WHAT YOU NEED TO DO: Filter the listing for lines containing "since".

╭─ DATA UNDER STUDY

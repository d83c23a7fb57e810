//! Cursor-driven pagination over graph API edges.
//!
//! A scan starts from one page (either handed in or fetched from an initial URL) and
//! keeps following `paging.next` until a page arrives without it. Items are yielded
//! lazily, page by page, in server order. Consuming the iterator advances the
//! server-side cursor, so a `Paginator` cannot be rewound.

use crate::fetch::{redact_token, ResilientFetcher, Transport};
use crate::progress::ScanProgress;
use anyhow::{Context, Result};
use serde::Deserialize;
use serde_json::Value;
use std::collections::VecDeque;
use std::time::{Duration, Instant};

/// One response batch.
#[derive(Debug, Clone, Deserialize)]
pub struct Page {
    pub data: Vec<Value>,
    #[serde(default)]
    pub paging: Option<Paging>,
}

#[derive(Debug, Clone, Default, Deserialize)]
pub struct Paging {
    #[serde(default)]
    pub next: Option<String>,
}

impl Page {
    pub fn parse(body: &[u8]) -> Result<Self> {
        serde_json::from_slice(body).context("decode page body")
    }

    /// Absolute URL of the following page; `None` marks the last page.
    pub fn next_url(&self) -> Option<&str> {
        self.paging
            .as_ref()
            .and_then(|p| p.next.as_deref())
            .filter(|s| !s.is_empty())
    }
}

pub struct Paginator<'a, T: Transport> {
    fetcher: &'a ResilientFetcher<T>,
    buffer: VecDeque<Value>,
    next: Option<String>,
    pages_fetched: u64,
    done: bool,
    progress: ScanProgress,
    elapsed: Option<Duration>,
}

impl<'a, T: Transport> Paginator<'a, T> {
    /// Start from a page the caller already holds. Only subsequent pages are fetched.
    pub fn new(fetcher: &'a ResilientFetcher<T>, first: Page) -> Self {
        let next = first.next_url().map(str::to_string);
        Self {
            fetcher,
            buffer: first.data.into(),
            next,
            pages_fetched: 0,
            done: false,
            progress: ScanProgress::new("items", 1000, false),
            elapsed: None,
        }
    }

    /// Fetch the first page from `url`, then paginate from it. The scan clock starts
    /// before that first request, so its retries count toward `elapsed`.
    pub fn start(fetcher: &'a ResilientFetcher<T>, url: &str) -> Result<Self> {
        let started = Instant::now();
        let body = fetcher
            .fetch(url)
            .with_context(|| format!("fetch first page {}", redact_token(url)))?;
        let first = Page::parse(&body).with_context(|| format!("first page {}", redact_token(url)))?;
        let mut p = Self::new(fetcher, first);
        p.pages_fetched = 1;
        p.progress = ScanProgress::since("items", 1000, false, started);
        Ok(p)
    }

    /// Replace the default progress reporter (label `items`, every 1000, no spinner).
    /// The scan clock keeps running.
    pub fn with_progress(mut self, label: impl Into<String>, every: u64, spinner: bool) -> Self {
        self.progress = ScanProgress::since(label, every, spinner, self.progress.started());
        self
    }

    pub fn items_yielded(&self) -> u64 {
        self.progress.count()
    }

    /// Pages retrieved over the network by this paginator (including the first page for `start`).
    pub fn pages_fetched(&self) -> u64 {
        self.pages_fetched
    }

    /// Wall-clock duration of the scan, once exhausted.
    pub fn elapsed(&self) -> Option<Duration> {
        self.elapsed
    }

    fn finish(&mut self) {
        if !self.done {
            self.done = true;
            self.elapsed = Some(self.progress.finish());
        }
    }

    fn fetch_next_page(&mut self, url: String) -> Result<()> {
        let body = self
            .fetcher
            .fetch(&url)
            .with_context(|| format!("fetch page {}", redact_token(&url)))?;
        self.pages_fetched += 1;
        let page = Page::parse(&body)
            .with_context(|| format!("page {} of scan ({})", self.pages_fetched, redact_token(&url)))?;
        tracing::debug!(items = page.data.len(), page = self.pages_fetched, "page received");
        self.next = page.next_url().map(str::to_string);
        self.buffer.extend(page.data);
        Ok(())
    }
}

impl<'a, T: Transport> Iterator for Paginator<'a, T> {
    type Item = Result<Value>;

    fn next(&mut self) -> Option<Self::Item> {
        loop {
            if self.done {
                return None;
            }
            if let Some(item) = self.buffer.pop_front() {
                self.progress.inc();
                return Some(Ok(item));
            }
            match self.next.take() {
                Some(url) => {
                    if let Err(e) = self.fetch_next_page(url) {
                        // A broken page ends the scan; nothing after it can be reached.
                        self.finish();
                        return Some(Err(e));
                    }
                    // An empty page with a cursor is legal; loop and follow it.
                }
                None => {
                    self.finish();
                    return None;
                }
            }
        }
    }
}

╰─

RESULT OF THIS TASK:
        p.progress = ScanProgress::since("items", 1000, false, started);
        self.progress = ScanProgress::since(label, every, spinner, self.progress.started());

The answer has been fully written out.